Cox-2 enzymes, which cause inflammation and pain, have been found in every stage of cancers that invade epithelia tissue, including cancers of the esophagus, breast, stomach and colon, he said.

“My biggest frustration would be if the cancer potential did not get fully investigated,” Needleman said.

Needleman discovered the Cox-2 enzyme while he was chairman of the pharmacology department at Washington University Medical School. He developed Celebrex and Bextra Cox-2 inhibitors as chief scientist for Monsanto Co.

Needleman is retired from the industry and works with Washington University as well as Prospect Ventures Partners.

An advisory committee to the Food and Drug Administration on Friday echoed Needleman’s contention that not all Cox-2 drugs are equal when it comes to risk.

However, the committee said all of the approved Cox-2 drugs pose some risk and should carry strong black-box warnings on the inserts.

FDA scientist David Graham has contended there’s no need for the drugs.
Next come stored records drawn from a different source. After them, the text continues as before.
// ABOUTME: Desired and persisted state of a secret resource.
// ABOUTME: All attributes are immutable; any change means replacement.

use serde::{Deserialize, Serialize};

use crate::types::{Label, Labels, SecretId};

use super::data::{DecodeError, SecretData};

/// The declared configuration of a secret.
#[derive(Debug, Clone, PartialEq, Eq)]
pub struct SecretSpec {
    pub name: String,
    pub data: SecretData,
    pub labels: Labels,
}

impl SecretSpec {
    /// Build a spec from a base64 payload, validating it.
    pub fn new(name: impl Into<String>, data_base64: &str) -> Result<Self, DecodeError> {
        Ok(Self {
            name: name.into(),
            data: SecretData::from_base64(data_base64)?,
            labels: Labels::new(),
        })
    }

    pub fn label(mut self, label: impl Into<String>, value: impl Into<String>) -> Self {
        self.labels.insert(Label::new(label, value));
        self
    }
}

/// Persisted state of a secret.
#[derive(Debug, Clone, PartialEq, Eq, Serialize, Deserialize)]
pub struct SecretState {
    /// Store-assigned identifier, present while the secret exists.
    #[serde(default, skip_serializing_if = "Option::is_none")]
    pub id: Option<SecretId>,
    pub name: String,
    pub data: SecretData,
    #[serde(default)]
    pub labels: Labels,
}

impl SecretState {
    pub fn exists(&self) -> bool {
        self.id.is_some()
    }

    /// Whether `spec` differs from what was created. Secrets cannot be
    /// modified in place, so a difference calls for replacement.
    pub fn requires_replacement(&self, spec: &SecretSpec) -> bool {
        self.name != spec.name || self.data != spec.data || self.labels != spec.labels
    }
}
// ABOUTME: Errors from loading, upgrading, and saving persisted resource state.
// ABOUTME: Uses thiserror like the rest of the application-level errors.

use std::path::PathBuf;
use thiserror::Error;

#[derive(Debug, Error)]
pub enum StateError {
    #[error("state schema version {found} is newer than supported version {supported}")]
    UnsupportedVersion { found: u32, supported: u32 },

    #[error("state holds a {found} resource, expected {expected}")]
    KindMismatch { expected: String, found: String },

    #[error("malformed state in {path}: {source}")]
    Malformed {
        path: PathBuf,
        source: serde_json::Error,
    },

    #[error("invalid state: {0}")]
    Invalid(#[from] serde_json::Error),

    #[error("I/O error on {path}: {source}")]
    Io {
        path: PathBuf,
        source: std::io::Error,
    },
}
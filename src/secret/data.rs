// ABOUTME: Base64-encoded secret payload validated where it enters the program.
// ABOUTME: Keeps the encoded form for persistence and the decoded bytes for the store.

use base64::Engine;
use base64::engine::general_purpose::STANDARD;
use serde::{Deserialize, Deserializer, Serialize, Serializer};

/// Secret payload that failed validation.
#[derive(Debug, thiserror::Error)]
pub enum DecodeError {
    #[error("secret data cannot be empty")]
    Empty,

    #[error("secret data is not valid base64: {0}")]
    Invalid(#[from] base64::DecodeError),
}

/// A secret payload. Never printed by `Debug`.
#[derive(Clone, PartialEq, Eq)]
pub struct SecretData {
    encoded: String,
    decoded: Vec<u8>,
}

impl SecretData {
    pub fn from_base64(encoded: &str) -> Result<Self, DecodeError> {
        let encoded = encoded.trim();
        if encoded.is_empty() {
            return Err(DecodeError::Empty);
        }
        let decoded = STANDARD.decode(encoded)?;
        Ok(Self {
            encoded: encoded.to_string(),
            decoded,
        })
    }

    pub fn from_bytes(bytes: &[u8]) -> Result<Self, DecodeError> {
        if bytes.is_empty() {
            return Err(DecodeError::Empty);
        }
        Ok(Self {
            encoded: STANDARD.encode(bytes),
            decoded: bytes.to_vec(),
        })
    }

    pub fn encoded(&self) -> &str {
        &self.encoded
    }

    pub fn as_bytes(&self) -> &[u8] {
        &self.decoded
    }
}

impl std::fmt::Debug for SecretData {
    fn fmt(&self, f: &mut std::fmt::Formatter<'_>) -> std::fmt::Result {
        write!(f, "SecretData(<{} bytes>)", self.decoded.len())
    }
}

impl Serialize for SecretData {
    fn serialize<S: Serializer>(&self, serializer: S) -> Result<S::Ok, S::Error> {
        self.encoded.serialize(serializer)
    }
}

impl<'de> Deserialize<'de> for SecretData {
    fn deserialize<D: Deserializer<'de>>(deserializer: D) -> Result<Self, D::Error> {
        let s = String::deserialize(deserializer)?;
        SecretData::from_base64(&s).map_err(serde::de::Error::custom)
    }
}

#[cfg(test)]
mod tests {
    use super::*;

    #[test]
    fn decodes_valid_payload() {
        let data = SecretData::from_base64("aGVsbG8=").unwrap();
        assert_eq!(data.as_bytes(), b"hello");
        assert_eq!(data.encoded(), "aGVsbG8=");
    }

    #[test]
    fn rejects_invalid_payload() {
        assert!(matches!(
            SecretData::from_base64("not base64!"),
            Err(DecodeError::Invalid(_))
        ));
    }

    #[test]
    fn rejects_empty_payload() {
        assert!(matches!(SecretData::from_base64("  "), Err(DecodeError::Empty)));
    }

    #[test]
    fn debug_does_not_leak_payload() {
        let data = SecretData::from_bytes(b"hunter2").unwrap();
        let shown = format!("{:?}", data);
        assert!(!shown.contains("hunter2"));
        assert!(!shown.contains(data.encoded()));
    }
}
// ABOUTME: In-process runtime that keeps registry, image store, and secrets in memory.
// ABOUTME: Lets lifecycle code run without a daemon; failures are injectable.

use crate::runtime::traits::{
    DigestResolver, ImageError, ImageOps, LocalImage, LocalImages, RegistryAuth, ResolveError,
    RuntimeInfo, RuntimeInfoError, RuntimeMetadata, SecretConfig, SecretError, SecretInfo,
    SecretOps,
};
use crate::types::{Digest, DigestError, ImageId, ImageRef, SecretId, TagName};
use async_trait::async_trait;
use parking_lot::Mutex;
use std::collections::{BTreeMap, BTreeSet, HashMap, HashSet};

/// A call made against the in-memory runtime, in the order received.
#[derive(Debug, Clone, PartialEq, Eq)]
pub enum Call {
    Resolve(String),
    Pull(String),
    ListImages,
    Remove(String),
    CreateSecret(String),
    InspectSecret(String),
    RemoveSecret(String),
}

#[derive(Default)]
struct Inner {
    registry: HashMap<String, Digest>,
    local: BTreeSet<String>,
    secrets: BTreeMap<String, SecretConfig>,
    next_secret: u64,
    failing_resolves: HashMap<String, String>,
    failing_pulls: HashSet<String>,
    failing_removes: HashSet<String>,
    failing_list: bool,
    calls: Vec<Call>,
}

/// Runtime holding all state in process memory.
///
/// Local images are keyed by the reference they were pulled as; each one is
/// listed with that reference as its repo digest.
#[derive(Default)]
pub struct InMemoryRuntime {
    inner: Mutex<Inner>,
}

impl InMemoryRuntime {
    pub fn new() -> Self {
        Self::default()
    }

    /// Point a registry name at a digest.
    pub fn publish(&self, name: &str, digest: &str) -> Result<(), DigestError> {
        let digest = Digest::parse(digest)?;
        self.inner.lock().registry.insert(name.to_string(), digest);
        Ok(())
    }

    /// Remove a name from the registry so resolution reports not-found.
    pub fn unpublish(&self, name: &str) {
        self.inner.lock().registry.remove(name);
    }

    /// Place an image in the local store as if it had been pulled.
    pub fn insert_image(&self, reference: &str) {
        self.inner.lock().local.insert(reference.to_string());
    }

    /// Remove an image from the local store behind the manager's back.
    pub fn evict_image(&self, reference: &str) {
        self.inner.lock().local.remove(reference);
    }

    pub fn has_image(&self, reference: &str) -> bool {
        self.inner.lock().local.contains(reference)
    }

    pub fn local_images(&self) -> Vec<String> {
        self.inner.lock().local.iter().cloned().collect()
    }

    /// Make resolution of `name` fail with a non-not-found error.
    pub fn fail_resolve(&self, name: &str, message: &str) {
        self.inner
            .lock()
            .failing_resolves
            .insert(name.to_string(), message.to_string());
    }

    pub fn fail_pull(&self, reference: &str) {
        self.inner.lock().failing_pulls.insert(reference.to_string());
    }

    pub fn fail_remove(&self, reference: &str) {
        self.inner
            .lock()
            .failing_removes
            .insert(reference.to_string());
    }

    pub fn fail_list(&self) {
        self.inner.lock().failing_list = true;
    }

    pub fn clear_failures(&self) {
        let mut inner = self.inner.lock();
        inner.failing_resolves.clear();
        inner.failing_pulls.clear();
        inner.failing_removes.clear();
        inner.failing_list = false;
    }

    /// Every call received so far.
    pub fn calls(&self) -> Vec<Call> {
        self.inner.lock().calls.clone()
    }

    pub fn clear_calls(&self) {
        self.inner.lock().calls.clear();
    }

    /// References removed so far, in order.
    pub fn removals(&self) -> Vec<String> {
        self.calls()
            .into_iter()
            .filter_map(|c| match c {
                Call::Remove(reference) => Some(reference),
                _ => None,
            })
            .collect()
    }

    /// References pulled so far, in order.
    pub fn pulls(&self) -> Vec<String> {
        self.calls()
            .into_iter()
            .filter_map(|c| match c {
                Call::Pull(reference) => Some(reference),
                _ => None,
            })
            .collect()
    }

    /// Stored secret by id, with its decoded payload.
    pub fn secret(&self, id: &str) -> Option<SecretConfig> {
        self.inner.lock().secrets.get(id).cloned()
    }

    /// Delete a secret behind the manager's back.
    pub fn drop_secret(&self, id: &str) {
        self.inner.lock().secrets.remove(id);
    }

    pub fn secret_count(&self) -> usize {
        self.inner.lock().secrets.len()
    }
}

#[async_trait]
impl RuntimeInfo for InMemoryRuntime {
    async fn info(&self) -> Result<RuntimeMetadata, RuntimeInfoError> {
        Ok(RuntimeMetadata {
            name: "memory".to_string(),
            version: env!("CARGO_PKG_VERSION").to_string(),
            api_version: "none".to_string(),
            os: std::env::consts::OS.to_string(),
            arch: std::env::consts::ARCH.to_string(),
        })
    }

    async fn ping(&self) -> Result<(), RuntimeInfoError> {
        Ok(())
    }
}

#[async_trait]
impl DigestResolver for InMemoryRuntime {
    async fn resolve_digest(
        &self,
        name: &TagName,
        _auth: Option<&RegistryAuth>,
    ) -> Result<Digest, ResolveError> {
        let mut inner = self.inner.lock();
        inner.calls.push(Call::Resolve(name.to_string()));

        if let Some(message) = inner.failing_resolves.get(name.as_str()) {
            return Err(ResolveError::Runtime(message.clone()));
        }

        inner
            .registry
            .get(name.as_str())
            .cloned()
            .ok_or_else(|| ResolveError::NotFound(name.to_string()))
    }
}

#[async_trait]
impl ImageOps for InMemoryRuntime {
    async fn pull_image(
        &self,
        reference: &ImageRef,
        _auth: Option<&RegistryAuth>,
    ) -> Result<(), ImageError> {
        let key = reference.to_string();
        let mut inner = self.inner.lock();
        inner.calls.push(Call::Pull(key.clone()));

        if inner.failing_pulls.contains(&key) {
            return Err(ImageError::PullFailed(key));
        }

        inner.local.insert(key);
        Ok(())
    }

    async fn list_images(&self) -> Result<LocalImages, ImageError> {
        let mut inner = self.inner.lock();
        inner.calls.push(Call::ListImages);

        if inner.failing_list {
            return Err(ImageError::Runtime("image listing failed".to_string()));
        }

        Ok(LocalImages::new(inner.local.iter().enumerate().map(
            |(n, reference)| LocalImage {
                id: ImageId::new(format!("sha256:{:064x}", n)),
                repo_tags: Vec::new(),
                repo_digests: vec![reference.clone()],
            },
        )))
    }

    async fn remove_image(&self, reference: &ImageRef, _force: bool) -> Result<(), ImageError> {
        let key = reference.to_string();
        let mut inner = self.inner.lock();
        inner.calls.push(Call::Remove(key.clone()));

        if inner.failing_removes.contains(&key) {
            return Err(ImageError::InUse(key));
        }

        if inner.local.remove(&key) {
            Ok(())
        } else {
            Err(ImageError::NotFound(key))
        }
    }
}

#[async_trait]
impl SecretOps for InMemoryRuntime {
    async fn create_secret(&self, config: &SecretConfig) -> Result<SecretId, SecretError> {
        let mut inner = self.inner.lock();
        inner.calls.push(Call::CreateSecret(config.name.clone()));

        if inner.secrets.values().any(|s| s.name == config.name) {
            return Err(SecretError::AlreadyExists(config.name.clone()));
        }

        inner.next_secret += 1;
        let id = format!("{:025x}", inner.next_secret);
        inner.secrets.insert(id.clone(), config.clone());
        Ok(SecretId::new(id))
    }

    async fn inspect_secret(&self, id: &SecretId) -> Result<SecretInfo, SecretError> {
        let mut inner = self.inner.lock();
        inner.calls.push(Call::InspectSecret(id.to_string()));

        inner
            .secrets
            .get(id.as_str())
            .map(|s| SecretInfo {
                id: id.clone(),
                name: s.name.clone(),
                labels: s.labels.clone(),
            })
            .ok_or_else(|| SecretError::NotFound(id.to_string()))
    }

    async fn remove_secret(&self, id: &SecretId) -> Result<(), SecretError> {
        let mut inner = self.inner.lock();
        inner.calls.push(Call::RemoveSecret(id.to_string()));

        inner
            .secrets
            .remove(id.as_str())
            .map(|_| ())
            .ok_or_else(|| SecretError::NotFound(id.to_string()))
    }
}
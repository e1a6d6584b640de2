// ABOUTME: Secret lifecycle manager: create once, read back, delete.
// ABOUTME: Talks to an injected secret store; there is no update path.

use snafu::ResultExt;
use tracing::{info, warn};

use crate::runtime::{SecretConfig, SecretError, SecretOps};

use super::error::{CreateSnafu, InspectSnafu, RemoveSnafu, SecretManagerError};
use super::state::{SecretSpec, SecretState};

/// Drives the lifecycle of secret resources.
pub struct SecretManager<S> {
    store: S,
}

impl<S: SecretOps> SecretManager<S> {
    pub fn new(store: S) -> Self {
        Self { store }
    }

    pub fn store(&self) -> &S {
        &self.store
    }

    /// Submit the decoded payload and adopt the store-assigned identifier.
    pub async fn create(&self, spec: SecretSpec) -> Result<SecretState, SecretManagerError> {
        let config = SecretConfig {
            name: spec.name.clone(),
            data: spec.data.as_bytes().to_vec(),
            labels: spec.labels.to_map(),
        };

        let id = self
            .store
            .create_secret(&config)
            .await
            .context(CreateSnafu {
                name: spec.name.as_str(),
            })?;

        info!(name = %spec.name, id = %id, "secret created");

        let mut state = SecretState {
            id: Some(id),
            name: spec.name,
            data: spec.data,
            labels: spec.labels,
        };
        self.read(&mut state).await?;
        Ok(state)
    }

    /// Confirm the secret still exists. A secret the store no longer knows
    /// has its identifier cleared; that is not an error.
    pub async fn read(&self, state: &mut SecretState) -> Result<(), SecretManagerError> {
        let Some(id) = state.id.clone() else {
            return Ok(());
        };

        match self.store.inspect_secret(&id).await {
            Ok(info) => {
                state.id = Some(info.id);
                Ok(())
            }
            Err(SecretError::NotFound(_)) => {
                warn!(id = %id, "secret not found, removing from state");
                state.id = None;
                Ok(())
            }
            Err(source) => Err(source).context(InspectSnafu { id: id.as_str() }),
        }
    }

    /// Remove the secret and clear the identifier.
    pub async fn delete(&self, state: &mut SecretState) -> Result<(), SecretManagerError> {
        let Some(id) = state.id.clone() else {
            return Ok(());
        };

        self.store
            .remove_secret(&id)
            .await
            .context(RemoveSnafu { id: id.as_str() })?;

        info!(name = %state.name, id = %id, "secret deleted");
        state.id = None;
        Ok(())
    }
}
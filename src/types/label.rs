// ABOUTME: Label key/value pairs attached to managed resources.
// ABOUTME: Labels are stored as an ordered set of pairs, not a map.

use serde::{Deserialize, Serialize};
use std::collections::{BTreeMap, BTreeSet, HashMap};

/// A single label record.
#[derive(Debug, Clone, PartialEq, Eq, PartialOrd, Ord, Hash, Serialize, Deserialize)]
pub struct Label {
    pub label: String,
    pub value: String,
}

impl Label {
    pub fn new(label: impl Into<String>, value: impl Into<String>) -> Self {
        Self {
            label: label.into(),
            value: value.into(),
        }
    }

    /// Parse a `key=value` argument. The value may itself contain `=`.
    pub fn parse(input: &str) -> Result<Self, String> {
        match input.split_once('=') {
            Some((key, value)) if !key.trim().is_empty() => Ok(Self::new(key.trim(), value)),
            _ => Err(format!("label must be key=value, got: {}", input)),
        }
    }
}

/// A set of labels.
#[derive(Debug, Clone, Default, PartialEq, Eq, Serialize, Deserialize)]
#[serde(transparent)]
pub struct Labels(BTreeSet<Label>);

impl Labels {
    pub fn new() -> Self {
        Self::default()
    }

    pub fn insert(&mut self, label: Label) -> bool {
        self.0.insert(label)
    }

    pub fn is_empty(&self) -> bool {
        self.0.is_empty()
    }

    pub fn len(&self) -> usize {
        self.0.len()
    }

    pub fn iter(&self) -> impl Iterator<Item = &Label> {
        self.0.iter()
    }

    /// Collapse into the key/value map the runtime API expects.
    /// A later pair wins when two pairs share a key.
    pub fn to_map(&self) -> HashMap<String, String> {
        self.0
            .iter()
            .map(|l| (l.label.clone(), l.value.clone()))
            .collect()
    }

    pub fn from_map<K, V>(map: impl IntoIterator<Item = (K, V)>) -> Self
    where
        K: Into<String>,
        V: Into<String>,
    {
        map.into_iter().map(|(k, v)| Label::new(k, v)).collect()
    }
}

impl FromIterator<Label> for Labels {
    fn from_iter<I: IntoIterator<Item = Label>>(iter: I) -> Self {
        Self(iter.into_iter().collect())
    }
}

impl From<BTreeMap<String, String>> for Labels {
    fn from(map: BTreeMap<String, String>) -> Self {
        Self::from_map(map)
    }
}
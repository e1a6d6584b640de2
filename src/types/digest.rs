// ABOUTME: Content digest type for image identity.
// ABOUTME: Validates the algorithm:encoded form, e.g. sha256:<hex>.

use serde::{Deserialize, Deserializer, Serialize, Serializer};
use std::fmt;
use thiserror::Error;

#[derive(Debug, Error, PartialEq, Eq)]
pub enum DigestError {
    #[error("digest cannot be empty")]
    Empty,

    #[error("digest must have the form algorithm:encoded, got: {0}")]
    MissingSeparator(String),

    #[error("invalid digest algorithm: {0}")]
    InvalidAlgorithm(String),

    #[error("invalid digest encoding: {0}")]
    InvalidEncoding(String),
}

/// A content-addressed image digest such as `sha256:4f53...`.
#[derive(Debug, Clone, PartialEq, Eq, PartialOrd, Ord, Hash)]
pub struct Digest(String);

impl Digest {
    pub fn parse(input: &str) -> Result<Self, DigestError> {
        let input = input.trim();
        if input.is_empty() {
            return Err(DigestError::Empty);
        }

        let (algorithm, encoded) = input
            .split_once(':')
            .ok_or_else(|| DigestError::MissingSeparator(input.to_string()))?;

        let algorithm_ok = !algorithm.is_empty()
            && algorithm
                .split(['+', '.', '_', '-'])
                .all(|part| {
                    !part.is_empty()
                        && part
                            .chars()
                            .all(|c| c.is_ascii_lowercase() || c.is_ascii_digit())
                });
        if !algorithm_ok {
            return Err(DigestError::InvalidAlgorithm(algorithm.to_string()));
        }

        let encoded_ok = !encoded.is_empty()
            && encoded
                .chars()
                .all(|c| c.is_ascii_alphanumeric() || matches!(c, '=' | '_' | '-'));
        if !encoded_ok {
            return Err(DigestError::InvalidEncoding(encoded.to_string()));
        }

        Ok(Self(input.to_string()))
    }

    pub fn as_str(&self) -> &str {
        &self.0
    }

    pub fn algorithm(&self) -> &str {
        self.0.split_once(':').map(|(a, _)| a).unwrap_or_default()
    }

    pub fn encoded(&self) -> &str {
        self.0.split_once(':').map(|(_, e)| e).unwrap_or_default()
    }
}

impl fmt::Display for Digest {
    fn fmt(&self, f: &mut fmt::Formatter<'_>) -> fmt::Result {
        f.write_str(&self.0)
    }
}

impl std::str::FromStr for Digest {
    type Err = DigestError;

    fn from_str(s: &str) -> Result<Self, Self::Err> {
        Self::parse(s)
    }
}

impl Serialize for Digest {
    fn serialize<S: Serializer>(&self, serializer: S) -> Result<S::Ok, S::Error> {
        self.0.serialize(serializer)
    }
}

impl<'de> Deserialize<'de> for Digest {
    fn deserialize<D: Deserializer<'de>>(deserializer: D) -> Result<Self, D::Error> {
        let s = String::deserialize(deserializer)?;
        Digest::parse(&s).map_err(serde::de::Error::custom)
    }
}
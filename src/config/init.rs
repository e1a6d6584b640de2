// ABOUTME: Config scaffolding for new projects.
// ABOUTME: Creates tagkeep.yml template files.

use std::path::Path;

use crate::error::{Error, Result};

use super::CONFIG_FILENAME;

const TEMPLATE: &str = r#"# Container runtime (docker or podman). Detected when omitted.
# runtime: docker
# socket: /var/run/docker.sock

# Timeout for calls to the runtime.
timeout: 120s

# Where resource state is kept, relative to this file.
state_dir: .tagkeep/state

# Registry credentials, matched by registry host.
registries: []
#  - server: ghcr.io
#    username: deploy
#    password:
#      env: GHCR_TOKEN
#  - server: quay.io
#    username: robot
#    password:
#      file: /run/secrets/quay-token
"#;

pub fn init_config(dir: &Path, force: bool) -> Result<()> {
    let config_path = dir.join(CONFIG_FILENAME);

    if config_path.exists() && !force {
        return Err(Error::AlreadyExists(config_path));
    }

    std::fs::write(&config_path, TEMPLATE)?;
    Ok(())
}
// ABOUTME: Connectivity check and version report for the daemon behind a runtime.
// ABOUTME: Used once per CLI run, before any lifecycle operation.

use async_trait::async_trait;
use std::fmt;

/// What the daemon reports about itself.
#[derive(Debug, Clone)]
pub struct RuntimeMetadata {
    /// "docker" or "podman".
    pub name: String,
    pub version: String,
    pub api_version: String,
    pub os: String,
    pub arch: String,
}

impl fmt::Display for RuntimeMetadata {
    fn fmt(&self, f: &mut fmt::Formatter<'_>) -> fmt::Result {
        write!(
            f,
            "{} {} (API {}, {}/{})",
            self.name, self.version, self.api_version, self.os, self.arch
        )
    }
}

#[async_trait]
pub trait RuntimeInfo: Send + Sync {
    async fn info(&self) -> Result<RuntimeMetadata, RuntimeInfoError>;

    /// Fails when the socket is unreachable or the daemon does not answer.
    async fn ping(&self) -> Result<(), RuntimeInfoError>;
}

#[derive(Debug, thiserror::Error)]
pub enum RuntimeInfoError {
    #[error("connection failed: {0}")]
    ConnectionFailed(String),

    /// The socket answered, but with an error status.
    #[error("daemon error: {0}")]
    Runtime(String),
}
// ABOUTME: Persisted resource state: schema versions, migration, and file storage.
// ABOUTME: Every stored state is upgraded to the current schema before use.

mod error;
mod migrate;
mod store;

pub use error::StateError;
pub use migrate::{
    SCHEMA_VERSION, SecretStateV0, StoredResource, TagStateV0, Versioned, upgrade_labels,
};
pub use store::StateStore;
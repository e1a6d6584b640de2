// ABOUTME: Compile-fail test verifying SecretId and TagId are not interchangeable.
// ABOUTME: This test should fail to compile, validating type safety.

use tagkeep::types::{SecretId, TagId};

fn takes_secret_id(_id: SecretId) {}

fn main() {
    let tag_id = TagId::new("library/nginx");
    takes_secret_id(tag_id); // ERROR: expected SecretId, found TagId
}
// ABOUTME: Versioned state envelope and the one-time schema 0 -> 1 upgrade.
// ABOUTME: Schema 0 stored labels as a map; schema 1 stores a set of label pairs.

use chrono::{DateTime, Utc};
use serde::de::DeserializeOwned;
use serde::{Deserialize, Serialize};
use std::collections::BTreeMap;
use tracing::info;

use crate::secret::{SecretData, SecretState};
use crate::tag::TagState;
use crate::types::{Digest, Labels, SecretId, TagId, TagName};

use super::error::StateError;

/// Current state schema version.
pub const SCHEMA_VERSION: u32 = 1;

/// Convert schema 0 labels (a keyed map) into schema 1 label pairs.
pub fn upgrade_labels(labels: BTreeMap<String, String>) -> Labels {
    Labels::from_map(labels)
}

/// A resource state type with a persisted schema history.
pub trait Versioned: Serialize + DeserializeOwned {
    /// Resource kind, used for storage paths and envelope checks.
    const KIND: &'static str;

    /// The schema 0 shape of this state.
    type V0: DeserializeOwned + Into<Self>;
}

/// On-disk envelope around a resource state.
#[derive(Debug, Clone, Serialize, Deserialize)]
pub struct StoredResource {
    #[serde(default)]
    pub schema_version: u32,
    pub kind: String,
    #[serde(default)]
    pub written_at: Option<DateTime<Utc>>,
    pub state: serde_json::Value,
}

impl StoredResource {
    /// Wrap a state at the current schema version.
    pub fn encode<T: Versioned>(state: &T) -> Result<Self, StateError> {
        Ok(Self {
            schema_version: SCHEMA_VERSION,
            kind: T::KIND.to_string(),
            written_at: Some(Utc::now()),
            state: serde_json::to_value(state)?,
        })
    }

    /// Unwrap a state, upgrading it first if it predates the current schema.
    pub fn decode<T: Versioned>(self) -> Result<T, StateError> {
        if self.kind != T::KIND {
            return Err(StateError::KindMismatch {
                expected: T::KIND.to_string(),
                found: self.kind,
            });
        }

        match self.schema_version {
            0 => {
                let old: T::V0 = serde_json::from_value(self.state)?;
                info!(kind = T::KIND, "upgraded state from schema 0");
                Ok(old.into())
            }
            SCHEMA_VERSION => Ok(serde_json::from_value(self.state)?),
            found => Err(StateError::UnsupportedVersion {
                found,
                supported: SCHEMA_VERSION,
            }),
        }
    }
}

/// Schema 0 secret state.
#[derive(Debug, Clone, Deserialize)]
pub struct SecretStateV0 {
    #[serde(default)]
    pub id: Option<SecretId>,
    pub name: String,
    pub data: SecretData,
    #[serde(default)]
    pub labels: BTreeMap<String, String>,
}

impl From<SecretStateV0> for SecretState {
    fn from(old: SecretStateV0) -> Self {
        SecretState {
            id: old.id,
            name: old.name,
            data: old.data,
            labels: upgrade_labels(old.labels),
        }
    }
}

impl Versioned for SecretState {
    const KIND: &'static str = "secret";
    type V0 = SecretStateV0;
}

/// Schema 0 tag state.
#[derive(Debug, Clone, Deserialize)]
pub struct TagStateV0 {
    #[serde(default)]
    pub id: Option<TagId>,
    pub name: TagName,
    #[serde(default)]
    pub pull_triggers: std::collections::BTreeSet<String>,
    #[serde(default)]
    pub labels: BTreeMap<String, String>,
    pub latest: Digest,
    pub full_image_name: String,
    pub all: Vec<Digest>,
}

impl From<TagStateV0> for TagState {
    fn from(old: TagStateV0) -> Self {
        // Schema 0 never stored an empty list; fall back to `latest` if it did.
        let all = nonempty::NonEmpty::from_vec(old.all)
            .unwrap_or_else(|| nonempty::NonEmpty::new(old.latest.clone()));
        TagState {
            id: old.id,
            name: old.name,
            pull_triggers: old.pull_triggers,
            labels: upgrade_labels(old.labels),
            latest: old.latest,
            full_image_name: old.full_image_name,
            all,
        }
    }
}

impl Versioned for TagState {
    const KIND: &'static str = "tag";
    type V0 = TagStateV0;
}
Needleman said Merck & Co.’s Vioxx, a drug pulled from the market last year in the largest-ever drug recall, had a clear signal that it increased risk for heart attack and stroke.

Pfizer’s Bextra and paracoxib sodium, an injectible version yet to be approved by the FDA, have not undergone long-term safety studies, but they appear to pose greater risk of side effects than Celebrex.

The limited-time drug safety trials required for FDA approval of a new drug are of limited benefit in assessing risks when a drug is released to the population at large for long-term use.

“I don’t think there was ever a drug that looked safer than Celebrex at the right dose,” Needleman said.

Last week, Health and Human Services Secretary Michael Leavitt said the FDA would establish a Drug Safety Oversight Board to conduct ongoing reviews of the safety of drugs on the market.

“No one says you should ignore the cardiovascular risk issue,” Needleman said. He thinks the FDA should tap into large HMO databases to track adverse effects in large populations.